Segment Open

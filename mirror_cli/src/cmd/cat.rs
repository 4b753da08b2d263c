use std::io::Write;

use anyhow::{Context, Result};
use mirror_sync::{Mirror, Transform};

pub async fn run_cat(mirror: &Mirror, path: &str, json: bool) -> Result<()> {
    if json {
        let value = mirror
            .one_off_read_with(path, &Transform::<serde_json::Result<serde_json::Value>>::json())
            .await?
            .with_context(|| format!("{path} is not valid JSON"))?;
        println!("{}", serde_json::to_string_pretty(&value)?);
        return Ok(());
    }

    let payload = mirror.one_off_read(path).await?;
    let mut stdout = std::io::stdout().lock();
    stdout.write_all(&payload)?;
    stdout.flush()?;
    Ok(())
}
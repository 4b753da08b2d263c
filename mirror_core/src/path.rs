//! Helpers for `/`-separated mirror paths.
//!
//! Empty segments are ignored, so `"/a//b/"` and `"a/b"` name the same
//! entry. The empty path is the root of the tree.

/// Iterates over the non-empty segments of `path`.
pub fn segments(path: &str) -> impl Iterator<Item = &str> + Clone {
    path.split('/').filter(|s| !s.is_empty())
}

/// Canonical form of `path`: segments joined by a single `/`.
pub fn normalize(path: &str) -> String {
    segments(path).collect::<Vec<_>>().join("/")
}

/// Appends `name` to `base`.
pub fn join(base: &str, name: &str) -> String {
    let base = normalize(base);
    let name = normalize(name);
    match (base.is_empty(), name.is_empty()) {
        (true, _) => name,
        (_, true) => base,
        _ => format!("{base}/{name}"),
    }
}

/// Parent of `path`, or `None` for the root.
pub fn parent(path: &str) -> Option<String> {
    let parts: Vec<&str> = segments(path).collect();
    let (_, init) = parts.split_last()?;
    Some(init.join("/"))
}

/// Last segment of `path`.
pub fn file_name(path: &str) -> Option<&str> {
    segments(path).last()
}

/// Number of segments `path` lies below `root`, or `None` when `path` is
/// not inside `root`. `relative_depth("a", "a/b")` is 1.
pub fn relative_depth(root: &str, path: &str) -> Option<usize> {
    let mut inner = segments(path);
    for part in segments(root) {
        if inner.next()? != part {
            return None;
        }
    }
    Some(inner.count())
}
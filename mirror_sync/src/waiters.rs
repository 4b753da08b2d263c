//! Pending "await until present" reads, keyed by content hash.

use crate::cache::BlobCache;
use bytes::Bytes;
use dashmap::{DashMap, mapref::entry::Entry};
use mirror_core::ContentHash;
use tokio::sync::oneshot;

pub(crate) enum Registration {
    /// The payload was already cached.
    Ready(Bytes),
    /// Resolves when the payload arrives.
    Pending(oneshot::Receiver<Bytes>),
}

#[derive(Debug, Default)]
pub struct WaiterRegistry {
    pending: DashMap<ContentHash, Vec<oneshot::Sender<Bytes>>>,
}

impl WaiterRegistry {
    /// Registers a waiter for `hash` unless `cache` already holds it.
    ///
    /// The cache is checked while the waiter slot is locked. Payloads are
    /// stored in the cache before [`WaiterRegistry::resolve`] drains the
    /// slot, so a payload landing concurrently is never missed.
    pub(crate) fn register(&self, hash: &ContentHash, cache: &BlobCache) -> Registration {
        match self.pending.entry(hash.clone()) {
            Entry::Occupied(mut slot) => {
                if let Some(bytes) = cache.get(hash) {
                    return Registration::Ready(bytes);
                }
                let (tx, rx) = oneshot::channel();
                let waiters = slot.get_mut();
                waiters.retain(|waiter| !waiter.is_closed());
                waiters.push(tx);
                Registration::Pending(rx)
            }
            Entry::Vacant(slot) => {
                if let Some(bytes) = cache.get(hash) {
                    return Registration::Ready(bytes);
                }
                let (tx, rx) = oneshot::channel();
                slot.insert(vec![tx]);
                Registration::Pending(rx)
            }
        }
    }

    /// Hands `payload` to every waiter of `hash`. Returns how many were
    /// still listening.
    pub(crate) fn resolve(&self, hash: &ContentHash, payload: &Bytes) -> usize {
        let Some((_, waiters)) = self.pending.remove(hash) else {
            return 0;
        };
        waiters
            .into_iter()
            .filter(|waiter| !waiter.is_closed())
            .map(|waiter| waiter.send(payload.clone()))
            .filter(Result::is_ok)
            .count()
    }

    /// Number of live waiters for `hash`.
    pub fn pending(&self, hash: &ContentHash) -> usize {
        self.pending
            .get(hash)
            .map(|waiters| waiters.iter().filter(|waiter| !waiter.is_closed()).count())
            .unwrap_or(0)
    }

    /// Drops every waiter; their receivers observe a closed channel.
    pub(crate) fn close_all(&self) {
        self.pending.clear();
    }
}
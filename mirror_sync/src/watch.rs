//! One watch loop per running subscription.

use crate::{
    MirrorError, MirrorResult,
    api::Shared,
    subscriptions::{SubscribeOptions, WatchTicket},
};
use bytes::Bytes;
use futures::StreamExt;
use mirror_core::{EntryKind, Meta, Remote, WatchStream, path};
use std::{
    sync::{
        Arc, Weak,
        atomic::{AtomicBool, Ordering},
    },
    time::Duration,
};
use tokio_util::sync::CancellationToken;
use tracing::{debug, info, trace, warn};

/// Consumes the remote event stream of one subscribed path.
///
/// The loop only holds a weak reference to the engine, so dropping the last
/// [`crate::Mirror`] ends it at the next event.
pub(crate) struct WatchLoop {
    shared: Weak<Shared>,
    remote: Arc<dyn Remote>,
    path: String,
    options: SubscribeOptions,
    cancel: CancellationToken,
    running: Arc<AtomicBool>,
}

impl WatchLoop {
    pub fn new(shared: &Arc<Shared>, ticket: WatchTicket) -> Self {
        Self {
            shared: Arc::downgrade(shared),
            remote: shared.remote.clone(),
            path: ticket.path,
            options: ticket.options,
            cancel: ticket.cancel,
            running: ticket.running,
        }
    }

    pub async fn run(self) {
        info!(
            path = %self.path,
            depth = %self.options.depth,
            blobs = self.options.blobs,
            "watch started"
        );
        let opened = tokio::select! {
            biased;
            _ = self.cancel.cancelled() => None,
            opened = self.remote.watch(&self.path) => Some(opened),
        };
        match opened {
            Some(Ok(stream)) => self.consume(stream).await,
            Some(Err(err)) => warn!(path = %self.path, %err, "failed to open watch"),
            None => {}
        }
        match self.shared.upgrade() {
            Some(shared) => shared.subscriptions.mark_stopped(&self.path, &self.running),
            None => self.running.store(false, Ordering::Release),
        }
        info!(path = %self.path, cancelled = self.cancel.is_cancelled(), "watch stopped");
    }

    async fn consume(&self, mut stream: WatchStream) {
        loop {
            let next = tokio::select! {
                biased;
                _ = self.cancel.cancelled() => return,
                next = stream.next() => next,
            };
            match next {
                Some(Ok(event)) => {
                    let Some(shared) = self.shared.upgrade() else {
                        return;
                    };
                    shared.apply_event(&self.path, self.options, event.meta);
                }
                Some(Err(err)) => {
                    warn!(path = %self.path, %err, "watch stream failed");
                    return;
                }
                None => {
                    debug!(path = %self.path, "watch stream ended");
                    return;
                }
            }
        }
    }
}

impl Shared {
    /// Applies one watch event observed under the subscription at `root`.
    pub(crate) fn apply_event(self: &Arc<Self>, root: &str, options: SubscribeOptions, meta: Meta) {
        let meta = Meta {
            path: path::normalize(&meta.path),
            ..meta
        };
        if self.tree.insert(&meta) {
            debug!(path = %meta.path, hash = meta.hash.fmt_short(), kind = ?meta.kind, "tree updated");
        }
        match meta.kind {
            EntryKind::Tree => self.fan_out(root, options, &meta),
            EntryKind::Blob if options.blobs => self.start_fetch(meta),
            EntryKind::Blob => {}
        }
    }

    fn fan_out(self: &Arc<Self>, root: &str, options: SubscribeOptions, meta: &Meta) {
        let Some(relative) = path::relative_depth(root, &meta.path) else {
            debug!(root, path = %meta.path, "tree outside of subscribed root");
            return;
        };
        if relative == 0 {
            return;
        }
        let Some(depth) = options.depth.remaining_after(relative) else {
            return;
        };
        if self.subscriptions.record_child(root, &meta.path) {
            debug!(parent = root, path = %meta.path, %depth, "fanning out");
            self.subscribe(&meta.path, SubscribeOptions { depth, ..options });
        }
    }

    /// Fetches the payload of `meta` in the background unless its hash is
    /// already fresh or in flight.
    fn start_fetch(self: &Arc<Self>, meta: Meta) {
        if !self.cache.begin_fetch(&meta.hash) {
            trace!(path = %meta.path, hash = meta.hash.fmt_short(), "blob cached or in flight");
            return;
        }
        let remote = self.remote.clone();
        let shared = Arc::downgrade(self);
        let timeout = self.config.fetch_timeout();
        self.runtime.spawn(async move {
            let fetched = fetch(remote.as_ref(), &meta.path, timeout)
                .await
                .and_then(|payload| {
                    if remote.verify(&meta.hash, &payload) {
                        Ok(payload)
                    } else {
                        Err(MirrorError::HashMismatch {
                            path: meta.path.clone(),
                            hash: meta.hash.clone(),
                        })
                    }
                });
            // an engine dropped mid-fetch has nowhere to store the result
            if let Some(shared) = shared.upgrade() {
                shared.finish_fetch(&meta, fetched);
            }
        });
    }

    fn finish_fetch(&self, meta: &Meta, fetched: MirrorResult<Bytes>) {
        match fetched {
            Ok(payload) => {
                self.cache.complete(&meta.hash, payload.clone());
                let woken = self.waiters.resolve(&meta.hash, &payload);
                debug!(
                    path = %meta.path,
                    hash = meta.hash.fmt_short(),
                    size = payload.len(),
                    woken,
                    "blob fetched"
                );
            }
            Err(err) => {
                self.cache.fail(&meta.hash);
                warn!(path = %meta.path, hash = meta.hash.fmt_short(), %err, "blob fetch failed");
            }
        }
    }
}

/// Fetches `path` from `remote`, giving up after `timeout`.
pub(crate) async fn fetch(
    remote: &dyn Remote,
    path: &str,
    timeout: Option<Duration>,
) -> MirrorResult<Bytes> {
    let Some(limit) = timeout else {
        return Ok(remote.fetch_binary(path).await?);
    };
    match tokio::time::timeout(limit, remote.fetch_binary(path)).await {
        Ok(fetched) => Ok(fetched?),
        Err(_) => Err(MirrorError::Timeout {
            path: path.to_owned(),
            after_ms: u64::try_from(limit.as_millis()).unwrap_or(u64::MAX),
        }),
    }
}
use serde::{Deserialize, Serialize};
use std::time::Duration;

/// Engine settings.
///
/// Every field has a default, so an empty `[engine]` table (or none at all)
/// is a valid configuration.
#[derive(Debug, Clone, Serialize, Deserialize, PartialEq, Eq)]
#[serde(default)]
pub struct MirrorConfig {
    /// Upper bound for a single blob fetch. `0` disables the timeout.
    pub fetch_timeout_ms: u64,
    /// Number of memoized transform results kept before LRU eviction.
    pub memo_capacity: usize,
    /// Maximum number of cached blobs. Unbounded when absent.
    pub blob_cache_capacity: Option<usize>,
    /// Release fan-out children when their parent subscription goes away.
    pub cascade_unsubscribe: bool,
}

impl Default for MirrorConfig {
    fn default() -> Self {
        Self {
            fetch_timeout_ms: 30_000,
            memo_capacity: 1024,
            blob_cache_capacity: None,
            cascade_unsubscribe: false,
        }
    }
}

impl MirrorConfig {
    pub fn fetch_timeout(&self) -> Option<Duration> {
        (self.fetch_timeout_ms > 0).then(|| Duration::from_millis(self.fetch_timeout_ms))
    }
}

#[cfg(test)]
mod tests {
    use super::*;

    #[test]
    fn empty_config_uses_defaults() {
        let config: MirrorConfig = serde_json::from_str("{}").unwrap();
        assert_eq!(config, MirrorConfig::default());
        assert_eq!(config.fetch_timeout(), Some(Duration::from_secs(30)));
    }

    #[test]
    fn zero_timeout_disables_it() {
        let config: MirrorConfig =
            serde_json::from_str(r#"{"fetch_timeout_ms": 0, "blob_cache_capacity": 8}"#).unwrap();
        assert_eq!(config.fetch_timeout(), None);
        assert_eq!(config.blob_cache_capacity, Some(8));
        assert!(!config.cascade_unsubscribe);
    }
}
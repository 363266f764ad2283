//! Probe stages. Each stage is a weighted unit of the pipeline that consumes
//! the page metrics provider and produces a typed partial result.

pub mod accessibility;
pub mod forms;
pub mod links;
pub mod load_time;
pub mod mobile;

use serde::{Deserialize, Serialize};
use serde_json::json;
use std::collections::BTreeSet;
use std::time::Duration;
use url::Url;

use crate::config::{PipelineTuning, ProbeMode};
use crate::error::{AssessError, ProviderError};
use crate::events::{metrics, Metrics};
use crate::load_generator::LoadTestSummary;
use crate::pipeline::context::RunContext;
use crate::provider::{
    BrowserProfile, DeviceProfile, HeadOutcome, PageMetricsProvider, PageSnapshot,
    ResourceTracker,
};
use crate::scoring::AssessmentMetrics;

use accessibility::AccessibilityResult;
use forms::FormResult;
use links::LinkReport;
use load_time::LoadTimeResult;
use mobile::MobileResult;

/// Stage kinds in execution precedence order.
#[derive(
    Debug, Clone, Copy, PartialEq, Eq, PartialOrd, Ord, Hash, Serialize, Deserialize,
)]
#[serde(rename_all = "snake_case")]
pub enum StageKind {
    #[serde(alias = "loadTime", alias = "load-time")]
    LoadTime,
    #[serde(alias = "linkIntegrity", alias = "link-integrity", alias = "links")]
    LinkIntegrity,
    #[serde(alias = "mobile_test")]
    Mobile,
    #[serde(alias = "loadTest", alias = "load-test")]
    LoadTest,
    Accessibility,
    #[serde(alias = "interactions")]
    Forms,
}

impl StageKind {
    pub const ALL: [StageKind; 6] = [
        StageKind::LoadTime,
        StageKind::LinkIntegrity,
        StageKind::Mobile,
        StageKind::LoadTest,
        StageKind::Accessibility,
        StageKind::Forms,
    ];

    /// Weight before renormalization over the enabled set.
    pub fn base_weight(&self) -> u32 {
        match self {
            StageKind::LoadTime => 15,
            StageKind::LinkIntegrity => 15,
            StageKind::Mobile => 15,
            StageKind::LoadTest => 45,
            StageKind::Accessibility => 5,
            StageKind::Forms => 5,
        }
    }

    pub fn label(&self) -> &'static str {
        match self {
            StageKind::LoadTime => "load time",
            StageKind::LinkIntegrity => "link integrity",
            StageKind::Mobile => "mobile responsiveness",
            StageKind::LoadTest => "load test",
            StageKind::Accessibility => "accessibility",
            StageKind::Forms => "forms",
        }
    }

    pub fn default_set() -> BTreeSet<StageKind> {
        [
            StageKind::LoadTime,
            StageKind::LinkIntegrity,
            StageKind::Mobile,
            StageKind::LoadTest,
        ]
        .into_iter()
        .collect()
    }
}

impl std::str::FromStr for StageKind {
    type Err = AssessError;

    fn from_str(s: &str) -> Result<Self, Self::Err> {
        serde_json::from_value(serde_json::Value::String(s.trim().to_string()))
            .map_err(|_| AssessError::Validation(format!("unknown stage '{}'", s)))
    }
}

#[derive(Debug, Clone, Copy, PartialEq, Eq, Serialize)]
#[serde(rename_all = "lowercase")]
pub enum StageStatus {
    Pending,
    Running,
    Completed,
    Failed,
}

/// Order the enabled stages by precedence and assign integer weights that
/// sum to exactly 100 (largest-remainder apportionment of base weights).
pub fn plan(enabled: &BTreeSet<StageKind>) -> Vec<(StageKind, u8)> {
    let kinds: Vec<StageKind> = StageKind::ALL
        .into_iter()
        .filter(|k| enabled.contains(k))
        .collect();
    if kinds.is_empty() {
        return Vec::new();
    }

    let total: u32 = kinds.iter().map(|k| k.base_weight()).sum();
    let mut weights: Vec<u32> = kinds
        .iter()
        .map(|k| k.base_weight() * 100 / total)
        .collect();
    let assigned: u32 = weights.iter().sum();

    let mut by_remainder: Vec<usize> = (0..kinds.len()).collect();
    // Stable sort keeps precedence order among equal remainders.
    by_remainder.sort_by_key(|&i| std::cmp::Reverse(kinds[i].base_weight() * 100 % total));
    for &i in by_remainder.iter().take((100 - assigned) as usize) {
        weights[i] += 1;
    }

    kinds
        .into_iter()
        .zip(weights)
        .map(|(k, w)| (k, w as u8))
        .collect()
}

/// What every stage gets to work with besides the run context.
pub struct StageEnv<'a, P: PageMetricsProvider> {
    pub provider: &'a P,
    pub tracker: &'a ResourceTracker,
    pub tuning: &'a PipelineTuning,
    pub mode: ProbeMode,
}

impl<'a, P: PageMetricsProvider> StageEnv<'a, P> {
    /// Navigate under a lease with a hard per-operation timeout.
    pub async fn navigate(&self, url: &Url, device: DeviceProfile) -> Result<PageSnapshot, ProviderError> {
        let limit = self.tuning.navigation_timeout;
        bounded(
            limit,
            self.tracker
                .leased(self.provider.navigate(url, device, limit)),
        )
        .await
    }

    pub async fn head(&self, url: &Url, browser: BrowserProfile) -> Result<HeadOutcome, ProviderError> {
        let limit = self.tuning.head_timeout;
        bounded(limit, self.tracker.leased(self.provider.head(url, browser, limit))).await
    }

    pub async fn pause(&self) {
        tokio::time::sleep(self.tuning.update_delay).await;
    }
}

async fn bounded<T>(
    limit: Duration,
    fut: impl std::future::Future<Output = Result<T, ProviderError>>,
) -> Result<T, ProviderError> {
    match tokio::time::timeout(limit, fut).await {
        Ok(result) => result,
        Err(_) => Err(ProviderError::Timeout(limit)),
    }
}

/// Typed result of one completed stage.
#[derive(Debug, Clone, PartialEq)]
pub enum StageOutcome {
    LoadTime(LoadTimeResult),
    LinkIntegrity(LinkReport),
    Mobile(MobileResult),
    LoadTest(LoadTestSummary),
    Accessibility(AccessibilityResult),
    Forms(FormResult),
}

impl StageOutcome {
    /// Fold this result into the metrics bundle handed to scoring.
    pub fn apply(self, bundle: &mut AssessmentMetrics) {
        match self {
            StageOutcome::LoadTime(r) => bundle.load_time = Some(r),
            StageOutcome::LinkIntegrity(r) => bundle.links = Some(r),
            StageOutcome::Mobile(r) => bundle.mobile = Some(r),
            StageOutcome::LoadTest(r) => bundle.load_test = Some(r),
            StageOutcome::Accessibility(r) => bundle.accessibility = Some(r),
            StageOutcome::Forms(r) => bundle.forms = Some(r),
        }
    }

    /// Metric fields published when the stage completes.
    pub fn completion_metrics(&self) -> Metrics {
        match self {
            StageOutcome::LoadTime(r) => metrics(json!({
                "loadTime": r.seconds,
                "loadTimeDegraded": r.degraded,
            })),
            StageOutcome::LinkIntegrity(r) => metrics(json!({
                "linksChecked": r.checked,
                "brokenLinks": r.broken.iter().map(|b| b.url.clone()).collect::<Vec<_>>(),
            })),
            StageOutcome::Mobile(r) => metrics(json!({ "mobileScore": r.score })),
            StageOutcome::LoadTest(r) => metrics(json!({
                "totalRequests": r.total,
                "failedRequests": r.failed,
                "avgLatency": r.avg_latency,
                "maxLatency": r.max_latency,
            })),
            StageOutcome::Accessibility(r) => metrics(json!({
                "accessibilityViolations": r.violation_count(),
            })),
            StageOutcome::Forms(r) => metrics(json!({
                "formsChecked": r.forms_checked,
                "formsWithoutSubmit": r.forms_without_submit,
            })),
        }
    }
}

/// Dispatch one stage.
pub async fn run_stage<P: PageMetricsProvider>(
    env: &StageEnv<'_, P>,
    kind: StageKind,
    ctx: &mut RunContext,
) -> Result<StageOutcome, AssessError> {
    match kind {
        StageKind::LoadTime => load_time::measure(env, ctx).await.map(StageOutcome::LoadTime),
        StageKind::LinkIntegrity => links::scan(env, ctx).await.map(StageOutcome::LinkIntegrity),
        StageKind::Mobile => mobile::probe(env, ctx).await.map(StageOutcome::Mobile),
        StageKind::LoadTest => load_test::run(env, ctx).await.map(StageOutcome::LoadTest),
        StageKind::Accessibility => accessibility::audit(env, ctx)
            .await
            .map(StageOutcome::Accessibility),
        StageKind::Forms => forms::probe(env, ctx).await.map(StageOutcome::Forms),
    }
}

Segment Closed

- _Required work_:
Which lines should be output? Exactly those from the first line of the data through the line containing "let base = normalize(base);", inclusive.

- _The answer_:
filename mirror_cli/src/cmd/cat.rs
repository 4b753da08b2d263c
use std::io::Write;

use anyhow::{Context, Result};
use mirror_sync::{Mirror, Transform};

pub async fn run_cat(mirror: &Mirror, path: &str, json: bool) -> Result<()> {
    if json {
        let value = mirror
            .one_off_read_with(path, &Transform::<serde_json::Result<serde_json::Value>>::json())
            .await?
            .with_context(|| format!("{path} is not valid JSON"))?;
        println!("{}", serde_json::to_string_pretty(&value)?);
        return Ok(());
    }

    let payload = mirror.one_off_read(path).await?;
    let mut stdout = std::io::stdout().lock();
    stdout.write_all(&payload)?;
    stdout.flush()?;
    Ok(())
}
repository 4b753da08b2d263c
filename mirror_core/src/path.rs
//! Helpers for `/`-separated mirror paths.
//!
//! Empty segments are ignored, so `"/a//b/"` and `"a/b"` name the same
//! entry. The empty path is the root of the tree.

/// Iterates over the non-empty segments of `path`.
pub fn segments(path: &str) -> impl Iterator<Item = &str> + Clone {
    path.split('/').filter(|s| !s.is_empty())
}

/// Canonical form of `path`: segments joined by a single `/`.
pub fn normalize(path: &str) -> String {
    segments(path).collect::<Vec<_>>().join("/")
}

/// Appends `name` to `base`.
pub fn join(base: &str, name: &str) -> String {
    let base = normalize(base);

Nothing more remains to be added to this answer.